This morning I came across another interesting paper submitted at the NDSS Symposium 2026 like the BLERP paper already documented in this forum, but this time challenging the Wi-Fi client isolation that gives us the impression of security. But guess what? Client isolation is not a properly standardized feature of the IEEE 802.11 standards…

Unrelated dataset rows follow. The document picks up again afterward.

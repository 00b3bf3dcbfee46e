// surface.rs - Drawing surfaces and the per-frame render pass

use egui::{Color32, Painter, Rect, Shape, Vec2};

use crate::raster::{DrawPrimitive, Rasterizer};
use crate::snapshot::PopulationSnapshot;
use crate::viewport::ViewportController;

/// Something primitives can be painted onto. The size is re-read every frame.
pub trait Surface {
    fn size(&self) -> Vec2;
    fn begin_frame(&mut self, background: Color32);
    fn draw(&mut self, primitive: &DrawPrimitive);
    fn end_frame(&mut self);
}

/// Paints one complete frame.
pub fn paint_frame<S: Surface + ?Sized>(surface: &mut S, primitives: &[DrawPrimitive], background: Color32) {
    surface.begin_frame(background);
    for primitive in primitives {
        surface.draw(primitive);
    }
    surface.end_frame();
}

/// Auto-zooms to `snapshot`, rasterizes it and paints it.
///
/// Returns `false` and leaves the surface untouched when it has no area.
pub fn render_snapshot<S: Surface + ?Sized>(
    surface: &mut S,
    viewport: &mut ViewportController,
    raster: &Rasterizer,
    snapshot: &PopulationSnapshot,
) -> bool {
    viewport.track(snapshot);
    let size = surface.size();
    if viewport.update_scale(size).is_err() {
        return false;
    }
    let primitives = raster.render(snapshot, &viewport.viewport(), size);
    paint_frame(surface, &primitives, raster.config().background);
    true
}

/// Paints into a rectangle of an egui painter. Shapes become filled circles,
/// density blocks filled squares.
pub struct PainterSurface<'a> {
    painter: &'a Painter,
    rect: Rect,
    shapes: Vec<Shape>,
}

impl<'a> PainterSurface<'a> {
    pub fn new(painter: &'a Painter, rect: Rect) -> Self {
        Self { painter, rect, shapes: Vec::new() }
    }
}

impl Surface for PainterSurface<'_> {
    fn size(&self) -> Vec2 {
        self.rect.size()
    }

    fn begin_frame(&mut self, background: Color32) {
        self.shapes.clear();
        self.shapes.push(Shape::rect_filled(self.rect, 0.0, background));
    }

    fn draw(&mut self, primitive: &DrawPrimitive) {
        let origin = self.rect.min.to_vec2();
        let shape = match *primitive {
            DrawPrimitive::Shape { pos, size, color } => {
                let radius = size / 2.0;
                Shape::circle_filled(pos + origin + Vec2::splat(radius), radius, color)
            }
            DrawPrimitive::DensityBlock { pos, size, color, .. } => {
                Shape::rect_filled(Rect::from_min_size(pos + origin, Vec2::splat(size)), 0.0, color)
            }
        };
        self.shapes.push(shape);
    }

    fn end_frame(&mut self) {
        self.painter.extend(self.shapes.drain(..));
    }
}

#[cfg(test)]
pub(crate) mod tests {
    use super::*;
    use crate::config::RasterConfig;
    use golife::Population;

    /// Records what was drawn instead of painting it.
    #[derive(Default)]
    pub(crate) struct RecordingSurface {
        pub size: Vec2,
        pub background: Option<Color32>,
        pub drawn: Vec<DrawPrimitive>,
        pub frames: usize,
        pub open: bool,
    }

    impl RecordingSurface {
        pub fn sized(w: f32, h: f32) -> Self {
            Self { size: Vec2::new(w, h), ..Self::default() }
        }
    }

    impl Surface for RecordingSurface {
        fn size(&self) -> Vec2 {
            self.size
        }

        fn begin_frame(&mut self, background: Color32) {
            assert!(!self.open, "nested frame");
            self.open = true;
            self.background = Some(background);
            self.drawn.clear();
        }

        fn draw(&mut self, primitive: &DrawPrimitive) {
            assert!(self.open, "draw outside a frame");
            self.drawn.push(*primitive);
        }

        fn end_frame(&mut self) {
            assert!(self.open, "end without begin");
            self.open = false;
            self.frames += 1;
        }
    }

    #[test]
    fn frame_is_bracketed() {
        let mut surface = RecordingSurface::sized(10.0, 10.0);
        let prim = DrawPrimitive::Shape { pos: egui::Pos2::ZERO, size: 2.0, color: Color32::WHITE };
        paint_frame(&mut surface, &[prim, prim], Color32::BLACK);
        assert_eq!(surface.frames, 1);
        assert_eq!(surface.drawn.len(), 2);
        assert_eq!(surface.background, Some(Color32::BLACK));
    }

    #[test]
    fn zero_sized_surface_is_skipped() {
        let mut surface = RecordingSurface::sized(0.0, 0.0);
        let mut viewport = ViewportController::new(true);
        let raster = Rasterizer::new(RasterConfig::default());
        let snap = PopulationSnapshot::new(Population::from_cells([(0, 0)]), 0);
        assert!(!render_snapshot(&mut surface, &mut viewport, &raster, &snap));
        assert_eq!(surface.frames, 0);
    }

    #[test]
    fn render_tracks_then_draws() {
        let mut surface = RecordingSurface::sized(200.0, 200.0);
        let mut viewport = ViewportController::new(true);
        let raster = Rasterizer::new(RasterConfig::default());
        let snap = PopulationSnapshot::new(Population::from_cells([(0, 0), (19, 19)]), 0);

        assert!(render_snapshot(&mut surface, &mut viewport, &raster, &snap));
        assert_eq!(viewport.viewport().max(), golife::Cell::new(19, 19));
        assert_eq!(viewport.scale(), 10.0);
        assert_eq!(surface.drawn.len(), 2);
    }
}
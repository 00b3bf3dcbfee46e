//! Live Game of Life viewer: a clock publishing immutable generation
//! snapshots, a background step driver, auto-zooming viewport, and a
//! density-aware rasterizer feeding an egui surface.

pub mod clock;
pub mod config;
pub mod driver;
pub mod error;
pub mod raster;
pub mod snapshot;
pub mod status;
pub mod surface;
pub mod ui;
pub mod viewport;

pub use clock::SimulationClock;
pub use config::{RasterConfig, SimConfig};
pub use driver::{RunState, StepDriver, StepObserver};
pub use error::{AdvanceError, DriverError, ViewError};
pub use raster::{DrawPrimitive, Rasterizer};
pub use snapshot::PopulationSnapshot;
pub use status::{StatusPoller, StatusReport, StatusSink};
pub use surface::{PainterSurface, Surface, paint_frame, render_snapshot};
pub use ui::LifeApp;
pub use viewport::{ScaleGauge, ViewportBox, ViewportController, auto_zoom, compute_scale};
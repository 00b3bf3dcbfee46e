//! Conway's Game of Life on an unbounded plane: cell sets, the B3/S23 rule,
//! and pattern loading (RLE, plaintext, built-ins).

pub mod error;
pub mod grid;
pub mod load;
pub mod parse;
pub mod patterns;
pub mod rule;

pub use error::{EngineError, LoadError};
pub use grid::{Cell, Coord, Population};
pub use load::{load, load_or_default};
pub use rule::{Automaton, Conway};
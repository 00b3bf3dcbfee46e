// clock.rs - Generation state and copy-on-advance publication

use std::sync::{Arc, Mutex, PoisonError, RwLock};

use golife::{Automaton, Population};

use crate::error::AdvanceError;
use crate::snapshot::PopulationSnapshot;

/// Owns the current generation.
///
/// Readers get an `Arc` to an immutable snapshot. Advances are serialized by
/// `advance_lock`; the next generation is computed without holding the
/// publish lock, then swapped in as a whole, so a reader either sees the old
/// snapshot or the new one and never anything in between.
pub struct SimulationClock {
    engine: Box<dyn Automaton>,
    current: RwLock<Arc<PopulationSnapshot>>,
    advance_lock: Mutex<()>,
}

impl SimulationClock {
    pub fn new(engine: Box<dyn Automaton>, initial: Population) -> Self {
        Self {
            engine,
            current: RwLock::new(Arc::new(PopulationSnapshot::new(initial, 0))),
            advance_lock: Mutex::new(()),
        }
    }

    /// The latest published snapshot.
    pub fn snapshot(&self) -> Arc<PopulationSnapshot> {
        // The guarded value is always a whole Arc, so a poisoned lock is still valid.
        self.current.read().unwrap_or_else(PoisonError::into_inner).clone()
    }

    /// Computes and publishes the next generation.
    ///
    /// On error nothing is published and the previous snapshot stays current.
    pub fn advance(&self) -> Result<Arc<PopulationSnapshot>, AdvanceError> {
        let _serial = self.advance_lock.lock().unwrap_or_else(PoisonError::into_inner);

        let current = self.snapshot();
        let generation = current
            .generation()
            .checked_add(1)
            .ok_or(AdvanceError::GenerationOverflow(current.generation()))?;
        let population = self.engine.next_generation(current.population())?;

        let next = Arc::new(PopulationSnapshot::new(population, generation));
        self.publish(next.clone());
        tracing::trace!(generation, cells = next.cell_count(), "advanced");
        Ok(next)
    }

    /// Replaces the population and restarts at generation 0.
    pub fn reset(&self, population: Population) -> Arc<PopulationSnapshot> {
        let _serial = self.advance_lock.lock().unwrap_or_else(PoisonError::into_inner);
        let fresh = Arc::new(PopulationSnapshot::new(population, 0));
        self.publish(fresh.clone());
        tracing::debug!(cells = fresh.cell_count(), "clock reset");
        fresh
    }

    fn publish(&self, snapshot: Arc<PopulationSnapshot>) {
        *self.current.write().unwrap_or_else(PoisonError::into_inner) = snapshot;
    }
}
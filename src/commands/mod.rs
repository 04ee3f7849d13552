pub mod agent;
pub mod completions;
pub mod config;
pub mod export;
pub mod graph;
pub mod validate;

use eyre::{Context, Result};

use retail_agents::agent::AgentDescriptor;
use retail_agents::agent::loader::AgentLoader;
use retail_agents::config::Config;
use retail_agents::persona;

/// Built-in personas, plus persona files when `with_custom` is set
pub fn personas(config: &Config, with_custom: bool) -> Result<Vec<AgentDescriptor>> {
    let mut personas = persona::builtin();
    if with_custom {
        let loader = AgentLoader::new(config.agents_dir());
        personas.extend(loader.load_all()?);
    }
    Ok(personas)
}

/// Composed agent set, transfer tools injected
pub fn composed(config: &Config, with_custom: bool) -> Result<Vec<AgentDescriptor>> {
    let personas = personas(config, with_custom)?;
    persona::compose(personas, &config.transfer).context("Failed to compose agent graph")
}

/// Find one composed agent by name
pub fn find<'a>(agents: &'a [AgentDescriptor], name: &str) -> Result<&'a AgentDescriptor> {
    agents.iter().find(|a| a.name == name).ok_or_else(|| {
        let known: Vec<&str> = agents.iter().map(|a| a.name.as_str()).collect();
        eyre::eyre!("Agent '{}' not found (known: {})", name, known.join(", "))
    })
}
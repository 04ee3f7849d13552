use clap::{Parser, Subcommand, ValueEnum};
use std::io::IsTerminal;
use std::path::PathBuf;

/// Output format for commands
#[derive(Debug, Clone, Copy, PartialEq, Eq, ValueEnum)]
pub enum OutputFormat {
    /// Human-readable text
    Text,
    /// JSON format
    Json,
    /// YAML format
    Yaml,
}

impl OutputFormat {
    /// Resolve the effective output format.
    /// If user specified a format, use it.
    /// Otherwise: TTY → Text, non-TTY (pipe) → Json
    pub fn resolve(user_choice: Option<OutputFormat>) -> OutputFormat {
        match user_choice {
            Some(fmt) => fmt,
            None => {
                if std::io::stdout().is_terminal() {
                    OutputFormat::Text
                } else {
                    OutputFormat::Json
                }
            }
        }
    }
}

/// Serialization format for the exported agent set
#[derive(Debug, Clone, Copy, PartialEq, Eq, Default, ValueEnum)]
pub enum ExportFormat {
    #[default]
    Json,
    Yaml,
}

#[derive(Parser)]
#[command(
    name = "retail-agents",
    about = "Customer-service-retail agent personas and transfer wiring for a realtime model host",
    version = env!("GIT_DESCRIBE"),
    after_help = "Logs are written to: ~/.local/share/retail-agents/logs/retail-agents.log"
)]
pub struct Cli {
    /// Path to config file
    #[arg(short, long, global = true, help = "Path to retail-agents.yaml config file")]
    pub config: Option<PathBuf>,

    /// Log debug detail to the log file
    #[arg(short, long, global = true, help = "Log debug detail to the log file")]
    pub verbose: bool,

    /// Only log errors to the log file
    #[arg(short, long, global = true, help = "Only log errors to the log file (stdout is unaffected)")]
    pub quiet: bool,

    #[command(subcommand)]
    pub command: Commands,
}

#[derive(Subcommand)]
pub enum Commands {
    /// Inspect composed agents
    Agents {
        #[command(subcommand)]
        action: AgentAction,
    },

    /// Write the composed agent set for the host runtime
    Export {
        /// Serialization format
        #[arg(long, short = 'o', value_enum, default_value = "json")]
        format: ExportFormat,

        /// Write to this file instead of stdout
        #[arg(long)]
        output: Option<PathBuf>,

        /// Include persona files from the agents directory
        #[arg(long)]
        with_custom: bool,
    },

    /// Check the agent set for naming and wiring problems
    Validate {
        /// Include persona files from the agents directory
        #[arg(long)]
        with_custom: bool,

        /// Output format (default: text for TTY, json for pipes)
        #[arg(long, short = 'o', value_enum)]
        format: Option<OutputFormat>,
    },

    /// Print the transfer graph as a Mermaid flowchart
    Graph {
        /// Include persona files from the agents directory
        #[arg(long)]
        with_custom: bool,

        /// Flowchart direction (LR, TD, ...)
        #[arg(long, default_value = "LR")]
        direction: String,
    },

    /// Manage configuration
    Config {
        #[command(subcommand)]
        action: ConfigAction,
    },

    /// Generate shell completions
    Completions {
        /// Shell to generate completions for
        shell: clap_complete::Shell,
    },
}

#[derive(Subcommand)]
pub enum AgentAction {
    /// List agents with their transfer targets
    List {
        /// Output format (default: text for TTY, json for pipes)
        #[arg(long, short = 'o', value_enum)]
        format: Option<OutputFormat>,

        /// Include persona files from the agents directory
        #[arg(long)]
        with_custom: bool,
    },

    /// Show one agent in full
    Show {
        /// Agent name
        name: String,

        /// Output format (default: text for TTY, json for pipes)
        #[arg(long, short = 'o', value_enum)]
        format: Option<OutputFormat>,

        /// Include persona files from the agents directory
        #[arg(long)]
        with_custom: bool,
    },

    /// Print an agent's instructions verbatim
    Prompt {
        /// Agent name
        name: String,

        /// Include persona files from the agents directory
        #[arg(long)]
        with_custom: bool,
    },

    /// List an agent's tool schemas, including the transfer tool
    Tools {
        /// Agent name
        name: String,

        /// Output format (default: text for TTY, json for pipes)
        #[arg(long, short = 'o', value_enum)]
        format: Option<OutputFormat>,

        /// Include persona files from the agents directory
        #[arg(long)]
        with_custom: bool,
    },
}

#[derive(Subcommand)]
pub enum ConfigAction {
    /// Show current configuration
    Show {
        /// Output format (default: text for TTY, json for pipes)
        #[arg(long, short = 'o', value_enum)]
        format: Option<OutputFormat>,
    },

    /// Get a configuration value
    Get {
        /// Configuration key (dot notation)
        key: String,
    },
}

#[cfg(test)]
mod tests {
    use super::*;
    use clap::CommandFactory;

    #[test]
    fn test_cli_definition_is_valid() {
        Cli::command().debug_assert();
    }

    #[test]
    fn test_parse_export() {
        let cli = Cli::parse_from(["retail-agents", "export", "-o", "yaml", "--with-custom"]);
        match cli.command {
            Commands::Export {
                format,
                output,
                with_custom,
            } => {
                assert_eq!(format, ExportFormat::Yaml);
                assert!(output.is_none());
                assert!(with_custom);
            }
            _ => panic!("expected export"),
        }
    }

    #[test]
    fn test_parse_agents_show_with_global_config() {
        let cli = Cli::parse_from(["retail-agents", "agents", "show", "sales", "-c", "/tmp/x.yaml"]);
        assert_eq!(cli.config, Some(PathBuf::from("/tmp/x.yaml")));
        assert!(matches!(
            cli.command,
            Commands::Agents {
                action: AgentAction::Show { ref name, .. }
            } if name == "sales"
        ));
    }

    #[test]
    fn test_log_flags_describe_log_file() {
        let cmd = Cli::command();
        for id in ["quiet", "verbose"] {
            let help = cmd
                .get_arguments()
                .find(|a| a.get_id() == id)
                .and_then(|a| a.get_help())
                .map(|h| h.to_string())
                .unwrap();
            assert!(help.contains("log file"), "{} help: {}", id, help);
        }
    }

    #[test]
    fn test_output_format_explicit_wins() {
        assert_eq!(OutputFormat::resolve(Some(OutputFormat::Yaml)), OutputFormat::Yaml);
    }
}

So “does client isolation protect clients from attacking each other on Wi-Fi networks as intended, across different implementations?” - this is the question Xin’an Zhou, Juefei Pu, Zhutian Liu, Zhiyun Qian, Zhaowei Tan, Srikanth V. Krishnamurthy (UC Riverside), and Mathy Vanhoef (KU Leuven) tried to answer in this paper: https://www.ndss-symposium.org/wp-content/uploads/2026-f1282-paper.pdf
The tool is available here: GitHub - vanhoefm/airsnitch (updated version) and the paper artifact here: GitHub - zhouxinan/airsnitch
This tool will also be available in the next version of rfswift.io v0.1.4 → so stay tuned!
Context
(source: https://www.ndss-symposium.org/wp-content/uploads/2026-f1282-paper.pdf)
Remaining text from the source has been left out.